Non sfugge alla regola neppure ‘Il tempo dell’ipocrisia’ (La Nave di Teseo, 353 pagine, 18 euro) che prende le mosse dall’uccisione del proprietario di una catena di alberghi per degenerare in altre morti rivendicate da un gruppo che si firma provocatoriamente 'Esercito degli Idioti Nazionali' e giustificate nel nome di una ‘ipocrisia’ vista come il vero male sotterraneo della Grecia (e dell'Europa) odierna.

Come evidente sempre più negli ultimi romanzi, il pretesto narrativo di questa nuova indagine sembra avere la meglio sulla scrittura di Markaris che – come l’altro grande vecchio Andrea Camilleri – con gli anni ha ormai definito l’universo del suo Charitos con una impressionante abbondanza di personaggi, situazioni e dettagli (che ritornano implacabilmente come le porte sbattute di Catarella nel commissariato di Vigata).

La vita, umana e professionale, del commissario ateniese è un mondo nel quale i lettori si tuffano con evidente piacere ma che rischia – proprio come con Montalbano – di condizionare possibili ‘svolte’: quest’ultimo romanzo, non a caso, si apre con il parto della amata figlia Caterina (incinta nel volume del 2018) ed è accompagnato da figure e situazioni che spostano solo impercettibilmente in avanti l’universo di Charitos.
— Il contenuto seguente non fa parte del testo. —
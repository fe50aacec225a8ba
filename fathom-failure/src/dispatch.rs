// Replica selection and shadow-duplicate dispatch (§4.2, §4.4.5). Both the
// read pipeline (`fathom-txn`) and the range-stream scanner (`fathom-stream`)
// pick replicas and duplicate to a paired shadow the same way, so it lives
// here rather than in either of those crates.

use std::time::{Duration, SystemTime, UNIX_EPOCH};

use fathom_base::{err, Result};
use fathom_wire::{LocationInfo, Ssi};
use rand::seq::SliceRandom;
use rand::thread_rng;
use tokio::sync::mpsc;
use tracing::{debug, warn};

use crate::{EndpointStatus, FailureMonitor, MismatchRecord, TssRegistry};

/// Picks one [`Ssi`] out of `info.ssis` to serve the next request: prefer
/// endpoints the failure monitor reports OK, then the lowest queue depth
/// among those, breaking remaining ties randomly. Returns `None` only when
/// `info.ssis` is empty, which should not occur for a `LocationInfo` the
/// cache actually returned.
pub fn pick_replica(info: &LocationInfo, monitor: &FailureMonitor) -> Option<Ssi> {
    if info.ssis.is_empty() {
        return None;
    }
    let ok: Vec<&Ssi> = info.ssis.iter().filter(|s| monitor.status(s.id) == EndpointStatus::Ok).collect();
    let pool: Vec<&Ssi> = if ok.is_empty() { info.ssis.iter().collect() } else { ok };
    let min_depth = pool.iter().map(|s| monitor.queue_depth(s.id)).min().unwrap_or(0);
    let lowest: Vec<&Ssi> = pool.into_iter().filter(|s| monitor.queue_depth(s.id) == min_depth).collect();
    let mut rng = thread_rng();
    lowest.choose(&mut rng).map(|s| (*s).clone())
}

fn now_millis() -> i64 {
    SystemTime::now().duration_since(UNIX_EPOCH).map(|d| d.as_millis() as i64).unwrap_or(0)
}

/// Picks a replica out of `info`, issues `call` against it, and — if the
/// chosen replica is paired with a TSS shadow — spawns a background
/// duplicate of `call` against the shadow, comparing replies within
/// `timeout` (§4.4.5 "If a TSS shadow is paired, duplicate the request on
/// success and enqueue for comparison"). A retriable-class error from the
/// primary marks its endpoint degraded before returning, per the load
/// balancer's failover policy.
pub async fn dispatch<T, F, Fut>(
    info: &LocationInfo,
    monitor: &FailureMonitor,
    registry: &TssRegistry,
    mismatch_tx: &mpsc::Sender<MismatchRecord>,
    timeout: Duration,
    call: F,
) -> Result<T>
where
    T: Clone + PartialEq + std::fmt::Debug + Send + 'static,
    F: Fn(Ssi) -> Fut + Clone + Send + 'static,
    Fut: std::future::Future<Output = Result<T>> + Send + 'static,
{
    let ssi = pick_replica(info, monitor).ok_or_else(|| err("no replicas available"))?;
    let guard = monitor.begin_request(ssi.id);
    let result = call(ssi.clone()).await;
    drop(guard);

    let value = match result {
        Ok(v) => v,
        Err(e) => {
            if e.is_retriable() {
                monitor.mark_failed(ssi.id);
            }
            return Err(e);
        }
    };

    if let Some(shadow_id) = registry.shadow_for(ssi.id) {
        if let Some(shadow) = info.ssis.iter().find(|s| s.id == shadow_id).cloned() {
            spawn_shadow_check(shadow, call, value.clone(), timeout, mismatch_tx.clone());
        }
    }
    Ok(value)
}

fn spawn_shadow_check<T, F, Fut>(shadow: Ssi, call: F, expected: T, timeout: Duration, mismatch_tx: mpsc::Sender<MismatchRecord>)
where
    T: PartialEq + std::fmt::Debug + Send + 'static,
    F: Fn(Ssi) -> Fut + Send + 'static,
    Fut: std::future::Future<Output = Result<T>> + Send + 'static,
{
    tokio::spawn(async move {
        let shadow_id = shadow.id;
        let outcome = tokio::time::timeout(timeout, call(shadow)).await;
        let trace = match outcome {
            Ok(Ok(actual)) if actual == expected => {
                debug!(target: "fathom", shadow_id = shadow_id.0, "shadow reply matched primary");
                return;
            }
            Ok(Ok(actual)) => format!("primary={expected:?} shadow={actual:?}"),
            Ok(Err(e)) => format!("shadow request errored: {e}"),
            Err(_) => "shadow request timed out".to_string(),
        };
        warn!(target: "fathom", shadow_id = shadow_id.0, "tss shadow mismatch detected");
        let record = MismatchRecord { shadow_id, timestamp: now_millis(), mismatch_uid: rand::random(), trace };
        let _ = mismatch_tx.send(record).await;
    });
}

#[cfg(test)]
mod test {
    use super::*;
    use fathom_wire::EndpointToken;
    use fathom_wire::SsiId;
    use test_log::test;

    fn ssi(id: u64) -> Ssi {
        Ssi {
            id: SsiId(id),
            address: format!("mock://{id}"),
            get_value: EndpointToken(id),
            get_key: EndpointToken(id),
            get_key_values: EndpointToken(id),
            get_key_values_stream: EndpointToken(id),
            watch_value: EndpointToken(id),
            split_metrics: EndpointToken(id),
            get_read_hot_ranges: EndpointToken(id),
            get_range_split_points: EndpointToken(id),
        }
    }

    #[test]
    fn avoids_failed_replicas_when_an_ok_one_exists() {
        let monitor = FailureMonitor::new();
        monitor.mark_failed(SsiId(1));
        let info = LocationInfo::new(vec![ssi(1), ssi(2)], false);
        for _ in 0..20 {
            let picked = pick_replica(&info, &monitor).unwrap();
            assert_eq!(picked.id, SsiId(2));
        }
    }

    #[test]
    fn falls_back_to_degraded_replica_when_all_failed() {
        let monitor = FailureMonitor::new();
        monitor.mark_failed(SsiId(1));
        let info = LocationInfo::new(vec![ssi(1)], false);
        assert!(pick_replica(&info, &monitor).is_some());
    }

    #[test]
    fn prefers_lowest_queue_depth_among_ok_replicas() {
        let monitor = FailureMonitor::new();
        let _busy = monitor.begin_request(SsiId(1));
        let info = LocationInfo::new(vec![ssi(1), ssi(2)], false);
        for _ in 0..20 {
            let picked = pick_replica(&info, &monitor).unwrap();
            assert_eq!(picked.id, SsiId(2));
        }
    }

    #[test(tokio::test)]
    async fn retriable_error_marks_endpoint_failed() {
        let monitor = FailureMonitor::new();
        let registry = TssRegistry::new();
        let (tx, _rx) = mpsc::channel(1);
        let info = LocationInfo::new(vec![ssi(1)], false);
        let result: Result<()> = dispatch(&info, &monitor, &registry, &tx, Duration::from_millis(50), |_ssi| async {
            Err(fathom_base::kind_err(fathom_base::ErrorKind::WrongShardServer, "moved"))
        })
        .await;
        assert!(result.is_err());
        assert_eq!(monitor.status(SsiId(1)), EndpointStatus::Failed);
    }

    #[test(tokio::test)]
    async fn shadow_mismatch_reported_on_channel() {
        let monitor = FailureMonitor::new();
        let registry = TssRegistry::new();
        registry.install(SsiId(1), SsiId(2));
        let (tx, mut rx) = mpsc::channel(1);
        let info = LocationInfo::new(vec![ssi(1), ssi(2)], false);
        let result = dispatch(&info, &monitor, &registry, &tx, Duration::from_millis(200), |ssi| async move {
            Ok::<_, fathom_base::Error>(ssi.id.0)
        })
        .await;
        assert!(result.is_ok());
        let record = tokio::time::timeout(Duration::from_secs(1), rx.recv()).await.unwrap().unwrap();
        assert_eq!(record.shadow_id, SsiId(2));
    }
}
// Retry loop and error taxonomy actions (§4.7). `Transaction::on_error`
// is the only thing here that touches a live transaction; everything else
// is pure so it can be driven from a model checker (see the `stateright`
// test below) as well as the real async loop.

use std::time::Duration;

use fathom_base::{ErrorKind, Knobs, Priority, RetryClass};
use fathom_grv::ThrottleTable;
use rand::Rng;

/// Context `classify` needs only for `ErrorKind::TagThrottled` (§4.7
/// "tag_throttled additionally picks up the tag's minimum rechecked
/// delay"): the transaction's priority and tags, and the shared throttle
/// table those tags' rates are piggybacked onto by GRV replies.
pub struct TagThrottleContext<'a> {
    pub priority: Priority,
    pub tags: &'a [String],
    pub table: &'a ThrottleTable,
}

/// What the retry loop should do in response to a classified error.
#[derive(Debug, Clone, Copy, PartialEq)]
pub enum RetryAction {
    /// Reset the transaction (new read version, cleared mutation buffer)
    /// and retry after `delay`.
    Reset { delay: Duration },
    /// Invalidate the relevant location-cache entries and retry without
    /// resetting transaction state.
    InvalidateCache { delay: Duration },
    /// Propagate to the caller; the transaction is not retried.
    Propagate,
}

/// Per-transaction backoff state, grown monotonically across retries and
/// reset to the floor whenever a transaction is reset successfully.
#[derive(Debug, Clone, Copy)]
pub struct Backoff {
    current: Duration,
}

impl Backoff {
    pub fn new() -> Self {
        Backoff { current: Duration::from_millis(10) }
    }

    pub fn current(&self) -> Duration {
        self.current
    }

    /// Classify `kind` and decide the retry action, growing `self` in
    /// place for `TransientRetry` classes per §4.7's table. `tag_throttle`
    /// is consulted only when `kind` is `TagThrottled`; pass `None` when no
    /// such context is available (the generic jittered backoff is used as
    /// a fallback).
    pub fn classify(&mut self, kind: ErrorKind, knobs: &Knobs, tag_throttle: Option<TagThrottleContext>) -> RetryAction {
        match kind.retry_class() {
            RetryClass::TransientRetry => {
                if kind == ErrorKind::TagThrottled {
                    if let Some(delay) = tag_throttle.and_then(|ctx| Self::tag_rechecked_delay(&ctx)) {
                        self.current = grow(self.current, knobs.backoff_growth_rate, knobs.default_max_backoff);
                        return RetryAction::Reset { delay };
                    }
                }
                let max = if kind == ErrorKind::ProxyMemoryLimitExceeded {
                    knobs.resource_constrained_max_backoff
                } else {
                    knobs.default_max_backoff
                };
                let jitter: f64 = rand::thread_rng().gen_range(0.0..1.0);
                let delay = self.current.mul_f64(jitter);
                self.current = grow(self.current, knobs.backoff_growth_rate, max);
                RetryAction::Reset { delay }
            }
            RetryClass::VersionDrift => {
                let max = knobs.default_max_backoff;
                let delay = knobs.future_version_retry_delay.min(max);
                RetryAction::Reset { delay }
            }
            RetryClass::ShardCacheInvalidation => {
                RetryAction::InvalidateCache { delay: knobs.wrong_shard_server_delay }
            }
            RetryClass::Fatal => RetryAction::Propagate,
        }
    }

    /// The shortest "wait this long before rechecking" interval across the
    /// transaction's throttled tags, derived from each tag's advertised
    /// rate (higher rate, shorter recheck interval). `None` if none of the
    /// transaction's tags currently carry a tracked rate.
    fn tag_rechecked_delay(ctx: &TagThrottleContext) -> Option<Duration> {
        ctx.tags
            .iter()
            .filter_map(|tag| ctx.table.current_rate(ctx.priority, tag))
            .filter(|rate| *rate > 0.0)
            .map(|rate| Duration::from_secs_f64(1.0 / rate))
            .min()
    }
}

impl Default for Backoff {
    fn default() -> Self {
        Self::new()
    }
}

fn grow(current: Duration, rate: f64, max: Duration) -> Duration {
    let grown = current.mul_f64(rate);
    if grown > max {
        max
    } else {
        grown
    }
}

#[cfg(test)]
mod test {
    use super::*;
    use test_log::test;

    #[test]
    fn transient_retry_grows_and_resets() {
        let knobs = Knobs::default();
        let mut b = Backoff::new();
        let a1 = b.classify(ErrorKind::NotCommitted, &knobs, None);
        assert!(matches!(a1, RetryAction::Reset { .. }));
        assert!(b.current() > Duration::from_millis(10));
    }

    #[test]
    fn version_drift_resets_without_growing_backoff() {
        let knobs = Knobs::default();
        let mut b = Backoff::new();
        let before = b.current();
        let action = b.classify(ErrorKind::FutureVersion, &knobs, None);
        assert!(matches!(action, RetryAction::Reset { .. }));
        assert_eq!(b.current(), before);
    }

    #[test]
    fn shard_cache_invalidation_does_not_reset() {
        let knobs = Knobs::default();
        let mut b = Backoff::new();
        let action = b.classify(ErrorKind::WrongShardServer, &knobs, None);
        assert_eq!(action, RetryAction::InvalidateCache { delay: knobs.wrong_shard_server_delay });
    }

    #[test]
    fn fatal_errors_propagate() {
        let knobs = Knobs::default();
        let mut b = Backoff::new();
        let action = b.classify(ErrorKind::KeyTooLarge, &knobs, None);
        assert_eq!(action, RetryAction::Propagate);
    }

    #[test]
    fn tag_throttled_picks_up_tags_rechecked_delay() {
        let knobs = Knobs::default();
        let mut b = Backoff::new();
        let table = ThrottleTable::new(Duration::from_secs(60));
        let mut rates = std::collections::BTreeMap::new();
        rates.insert("busy-tag".to_string(), 4.0); // 1/4s recheck interval
        table.apply_reply(Priority::Default, &rates);
        let tags = vec!["busy-tag".to_string()];
        let ctx = TagThrottleContext { priority: Priority::Default, tags: &tags, table: &table };
        let action = b.classify(ErrorKind::TagThrottled, &knobs, Some(ctx));
        assert_eq!(action, RetryAction::Reset { delay: Duration::from_millis(250) });
    }

    #[test]
    fn tag_throttled_falls_back_without_tracked_rate() {
        let knobs = Knobs::default();
        let mut b = Backoff::new();
        let table = ThrottleTable::new(Duration::from_secs(60));
        let tags = vec!["untracked".to_string()];
        let ctx = TagThrottleContext { priority: Priority::Default, tags: &tags, table: &table };
        let action = b.classify(ErrorKind::TagThrottled, &knobs, Some(ctx));
        assert!(matches!(action, RetryAction::Reset { .. }));
    }

    // Model-checked invariant: no matter how many consecutive
    // TransientRetry classifications occur, backoff never exceeds the
    // configured ceiling, checked exhaustively with `stateright` rather
    // than by example.
    mod model {
        use super::*;
        use stateright::{Model, Property};

        #[derive(Clone, Debug, Hash)]
        struct BackoffModel {
            max_steps: usize,
        }

        impl Model for BackoffModel {
            type State = (u64, usize); // (backoff millis, steps taken)
            type Action = ();

            fn init_states(&self) -> Vec<Self::State> {
                vec![(10, 0)]
            }

            fn actions(&self, state: &Self::State, actions: &mut Vec<Self::Action>) {
                if state.1 < self.max_steps {
                    actions.push(());
                }
            }

            fn next_state(&self, state: &Self::State, _action: Self::Action) -> Option<Self::State> {
                let knobs = Knobs::default();
                let grown = grow(
                    Duration::from_millis(state.0),
                    knobs.backoff_growth_rate,
                    knobs.default_max_backoff,
                );
                Some((grown.as_millis() as u64, state.1 + 1))
            }

            fn properties(&self) -> Vec<Property<Self>> {
                vec![Property::always("bounded by max_backoff", |model, state| {
                    let knobs = Knobs::default();
                    state.0 <= knobs.default_max_backoff.as_millis() as u64
                })]
            }
        }

        #[test]
        fn backoff_never_exceeds_ceiling() {
            use stateright::Checker;
            BackoffModel { max_steps: 20 }.checker().spawn_bfs().join().assert_properties();
        }
    }
}
//! `DatabaseContext` (§4.8): the long-lived object one `open()` call hands
//! back, wiring every per-process/per-cluster-handle component together and
//! dispatching `set_option` per the "direct mutation vs. transaction
//! default" split.

use std::sync::atomic::{AtomicBool, Ordering};
use std::sync::Arc;

use fathom_base::{DatabaseOption, Key, KeyRange, Knobs, Result, TransactionOptions};
use fathom_failure::{FailureMonitor, TssRegistry};
use fathom_locations::LocationCache;
use fathom_stream::StreamContext;
use fathom_tss::{MismatchRecord, TssMismatchHandler, TssPolicy};
use fathom_txn::{Transaction, TxnServices};
use fathom_wire::{ProxyId, Transport};
use parking_lot::Mutex;
use tokio::sync::{mpsc, watch};
use tracing::{debug, info};

use crate::counters::{Counters, CountersSnapshot};
use crate::metadata::MetadataVersionRing;

/// Persisted cluster-descriptor state (§6): `name:id@host:port,…`. Produced
/// by an out-of-scope leader/coordinator monitor collaborator; a
/// `DatabaseContext` only ever subscribes to it.
#[derive(Clone, Debug, PartialEq, Eq)]
pub struct ClusterDescriptor {
    pub name: String,
    pub coordinators: Vec<ProxyId>,
    pub commit_proxy: ProxyId,
}

#[derive(Clone, Debug, Default)]
struct Locality {
    machine_id: Option<String>,
    datacenter_id: Option<String>,
}

/// A point-in-time view for status readers; see [`DatabaseContext::status`].
#[derive(Clone, Debug)]
pub struct DatabaseStatus {
    pub cluster: ClusterDescriptor,
    pub known_locations: usize,
    pub cached_locations: usize,
    pub live_watches: usize,
    pub metadata_ring_len: usize,
    pub counters: CountersSnapshot,
}

pub struct DatabaseContext {
    pub services: Arc<TxnServices>,
    metadata: Arc<MetadataVersionRing>,
    tss_registry: TssRegistry,
    counters: Arc<Counters>,
    transaction_defaults: Mutex<TransactionOptions>,
    locality: Mutex<Locality>,
    snapshot_ryw: AtomicBool,
    use_config_database: AtomicBool,
    tss_mismatch_tx: mpsc::Sender<MismatchRecord>,
    cluster: watch::Sender<ClusterDescriptor>,
}

impl DatabaseContext {
    /// Opens a context against `transport` with the cluster's initial
    /// descriptor. Spawns the TSS mismatch-drain task (§4.10) for the
    /// lifetime of the returned `Arc`; dropping every clone drops the
    /// channel sender and the drain task exits.
    pub fn open(transport: Arc<dyn Transport>, cluster: ClusterDescriptor, knobs: Knobs) -> Arc<Self> {
        let coordinator = *cluster.coordinators.first().unwrap_or(&cluster.commit_proxy);
        let metadata = Arc::new(MetadataVersionRing::new(knobs.metadata_version_ring_size));

        let tss_registry = TssRegistry::new();
        let (tss_tx, tss_rx) = mpsc::channel(1024);
        let services = TxnServices::with_metadata_and_tss(
            transport,
            coordinator,
            cluster.commit_proxy,
            knobs,
            metadata.clone(),
            tss_registry.clone(),
            tss_tx.clone(),
        );

        let handler = TssMismatchHandler::new(services.clone(), tss_registry.clone(), TssPolicy::default());
        tokio::spawn(async move {
            handler.run(tss_rx).await;
        });

        let (cluster_tx, _cluster_rx) = watch::channel(cluster);

        Arc::new(DatabaseContext {
            services,
            metadata,
            tss_registry,
            counters: Arc::new(Counters::default()),
            transaction_defaults: Mutex::new(TransactionOptions::default()),
            locality: Mutex::new(Locality::default()),
            snapshot_ryw: AtomicBool::new(false),
            use_config_database: AtomicBool::new(false),
            tss_mismatch_tx: tss_tx,
            cluster: cluster_tx,
        })
    }

    /// A fresh transaction stamped with the current transaction-default
    /// options (§4.8 "Option handling").
    pub fn create_transaction(&self) -> Transaction {
        let options = self.transaction_defaults.lock().clone();
        Transaction::new(self.services.clone(), options)
    }

    pub fn counters(&self) -> &Arc<Counters> {
        &self.counters
    }

    pub fn tss_registry(&self) -> &TssRegistry {
        &self.tss_registry
    }

    /// Hand-off point for the dispatch path (§4.2) once it detects a
    /// primary/shadow reply mismatch; not itself part of this crate.
    pub fn tss_mismatch_sender(&self) -> mpsc::Sender<MismatchRecord> {
        self.tss_mismatch_tx.clone()
    }

    /// A `fathom-stream::stream_range` context sharing this database's
    /// transport, location cache, and failure monitor (§4.5).
    pub fn stream_context(&self, coordinator: ProxyId) -> Arc<StreamContext> {
        Arc::new(StreamContext {
            transport: self.services.transport.clone(),
            locations: self.services.locations.clone(),
            failure: self.services.failure.clone(),
            coordinator,
            wrong_shard_server_delay: self.services.knobs.wrong_shard_server_delay,
            buffered_fragments_limit: self.services.knobs.rangestream_buffered_fragments_limit,
            fragment_split_bytes: self.services.knobs.rangestream_fragment_split_bytes,
            tss_registry: self.services.tss_registry.clone(),
            tss_mismatch_tx: self.services.tss_mismatch_tx.clone(),
            load_balance_tss_timeout: self.services.knobs.load_balance_tss_timeout,
        })
    }

    /// Records a new descriptor from the (external) coordinator-monitor
    /// feed and invalidates the location cache: a coordinator/commit-proxy
    /// change means every cached shard assignment could be stale.
    pub fn update_cluster_descriptor(&self, descriptor: ClusterDescriptor) {
        info!(target: "fathom", name = %descriptor.name, "cluster descriptor updated");
        self.cluster.send_replace(descriptor);
        self.invalidate_all_locations();
        self.rearm_watches_after_reconnect();
    }

    /// §4.4.4 "re-arm every live watch after a connection-file change": a
    /// watch's old `Ssi` may not survive a coordinator/commit-proxy change,
    /// so every live watch is reissued against a freshly resolved replica.
    /// Runs in the background; `update_cluster_descriptor` itself doesn't
    /// wait on it.
    fn rearm_watches_after_reconnect(&self) {
        let watches = self.services.watches.clone();
        let transport = self.services.transport.clone();
        let locations = self.services.locations.clone();
        let failure = self.services.failure.clone();
        let coordinator = self.services.coordinator;
        tokio::spawn(async move {
            watches
                .rearm_all(|key| {
                    let transport = transport.clone();
                    let locations = locations.clone();
                    let failure = failure.clone();
                    async move { resolve_ssi(&transport, &locations, coordinator, &key, &failure).await }
                })
                .await;
        });
    }

    pub fn cluster_descriptor(&self) -> ClusterDescriptor {
        self.cluster.borrow().clone()
    }

    fn invalidate_all_locations(&self) {
        let mut cache = self.services.locations.lock();
        cache.invalidate(&KeyRange::all());
        self.counters.record_location_cache_eviction();
    }

    /// §4.8 "Option handling": each database option is either a default
    /// stamped onto every future transaction or a direct mutation of
    /// context state; locality changes additionally invalidate every
    /// cached location, since shard replica preference depends on it.
    pub fn set_option(&self, option: DatabaseOption) -> Result<()> {
        match option {
            DatabaseOption::LocationCacheSize(size) => {
                let mut cache = self.services.locations.lock();
                *cache = LocationCache::with_eviction_batch(size, self.services.knobs.cache_eviction_batch);
                debug!(target: "fathom", size, "location cache resized");
            }
            DatabaseOption::MachineId(id) => {
                self.locality.lock().machine_id = Some(id);
                self.invalidate_all_locations();
            }
            DatabaseOption::DatacenterId(id) => {
                self.locality.lock().datacenter_id = Some(id);
                self.invalidate_all_locations();
            }
            DatabaseOption::MaxWatches(limit) => {
                self.services.set_max_watches(limit);
            }
            DatabaseOption::SnapshotRywEnable => self.snapshot_ryw.store(true, Ordering::Relaxed),
            DatabaseOption::SnapshotRywDisable => self.snapshot_ryw.store(false, Ordering::Relaxed),
            DatabaseOption::TransactionLoggingEnable(id) => {
                let mut defaults = self.transaction_defaults.lock();
                defaults.log_transaction = true;
                defaults.debug_transaction_identifier = Some(id);
            }
            DatabaseOption::TransactionLoggingDisable => {
                let mut defaults = self.transaction_defaults.lock();
                defaults.log_transaction = false;
                defaults.debug_transaction_identifier = None;
            }
            DatabaseOption::UseConfigDatabase => self.use_config_database.store(true, Ordering::Relaxed),
            DatabaseOption::TestCausalReadRisky => {
                self.transaction_defaults.lock().causal_read_risky = true;
            }
        }
        Ok(())
    }

    pub fn max_watches(&self) -> usize {
        self.services.max_watches()
    }

    pub fn snapshot_ryw_enabled(&self) -> bool {
        self.snapshot_ryw.load(Ordering::Relaxed)
    }

    /// Point-in-time snapshot for a health-metrics/status endpoint.
    pub fn status(&self) -> DatabaseStatus {
        let cache = self.services.locations.lock();
        DatabaseStatus {
            cluster: self.cluster_descriptor(),
            known_locations: cache.known_count(),
            cached_locations: cache.len(),
            live_watches: self.services.watches.live_count(),
            metadata_ring_len: self.metadata.len(),
            counters: self.counters.snapshot(),
        }
    }
}

/// Minimal location resolve for re-arming: cache hit, or one
/// `GetKeyServerLocations` round trip against `coordinator`, then the same
/// queue-depth-aware pick every other call site uses.
async fn resolve_ssi(
    transport: &Arc<dyn Transport>,
    locations: &Mutex<LocationCache>,
    coordinator: ProxyId,
    key: &Key,
    failure: &FailureMonitor,
) -> Option<fathom_wire::Ssi> {
    let cached = {
        let cache = locations.lock();
        cache.get(key, false).1
    };
    let info = match cached {
        Some(info) => info,
        None => {
            let req = fathom_wire::protocol::GetKeyServerLocationsRequest { begin: key.clone(), end: None, limit: 1, reverse: false };
            let reply = transport.get_key_server_locations(coordinator, req).await.ok()?;
            let (range, ssis) = reply.results.into_iter().next()?;
            let info = Arc::new(fathom_wire::LocationInfo::new(ssis, false));
            locations.lock().insert(&range, info.clone());
            info
        }
    };
    fathom_failure::pick_replica(&info, failure)
}

#[cfg(test)]
mod test {
    use super::*;
    use fathom_base::Key;
    use fathom_wire::mock::MockTransport;
    use test_log::test;

    fn descriptor(mock: &Arc<MockTransport>) -> ClusterDescriptor {
        ClusterDescriptor { name: "test".into(), coordinators: vec![mock.proxy()], commit_proxy: mock.proxy() }
    }

    #[test(tokio::test)]
    async fn create_transaction_stamps_defaults() {
        let mock = MockTransport::new();
        let ctx = DatabaseContext::open(mock.clone(), descriptor(&mock), Knobs::default());
        ctx.set_option(DatabaseOption::TestCausalReadRisky).unwrap();
        let txn = ctx.create_transaction();
        assert!(txn_causal_read_risky(&txn));
    }

    fn txn_causal_read_risky(txn: &Transaction) -> bool {
        txn.options().causal_read_risky
    }

    #[test(tokio::test)]
    async fn location_cache_size_option_replaces_cache() {
        let mock = MockTransport::new();
        let ctx = DatabaseContext::open(mock.clone(), descriptor(&mock), Knobs::default());
        ctx.set_option(DatabaseOption::LocationCacheSize(4)).unwrap();
        let status = ctx.status();
        assert_eq!(status.cached_locations, 1); // fresh cache: just the root sentinel entry
    }

    #[test(tokio::test)]
    async fn machine_id_change_invalidates_locations() {
        let mock = MockTransport::new();
        let ctx = DatabaseContext::open(mock.clone(), descriptor(&mock), Knobs::default());
        {
            let mut cache = ctx.services.locations.lock();
            cache.insert(
                &KeyRange::new(Key::from("a"), Key::from("z")),
                Arc::new(fathom_wire::LocationInfo::new(vec![], false)),
            );
        }
        assert_eq!(ctx.status().known_locations, 1);
        ctx.set_option(DatabaseOption::MachineId("m1".into())).unwrap();
        assert_eq!(ctx.status().known_locations, 0);
    }

    #[test(tokio::test)]
    async fn tss_mismatch_sender_reaches_handler() {
        let mock = MockTransport::new();
        let ctx = DatabaseContext::open(mock.clone(), descriptor(&mock), Knobs::default());
        ctx.tss_registry().install(fathom_wire::SsiId(1), fathom_wire::SsiId(2));
        let tx = ctx.tss_mismatch_sender();
        tx.send(MismatchRecord { shadow_id: fathom_wire::SsiId(2), timestamp: 1, mismatch_uid: 1, trace: "x".into() })
            .await
            .unwrap();
        // Give the spawned drain task a chance to run.
        tokio::task::yield_now().await;
        tokio::time::sleep(std::time::Duration::from_millis(10)).await;
        assert_eq!(ctx.tss_registry().shadow_for(fathom_wire::SsiId(1)), None);
    }
}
Con modalità investigative piuttosto 'sui generis' il giallo resta soprattutto uno strumento per lo scrittore – sceneggiatore per dire (ai greci ma non solo) qualcosa di più sul nostro tempo: nonostante i cedimenti e gli inevitabili compromessi, il commissario ateniese resta un Ulisse dei nostri tempi, alla ricerca di un approdo familiare in una Grecia che quasi non riconosce più. E gli assassini, nonostante le mani macchiate di sangue, non sembrano poi molto più colpevoli delle loro vittime.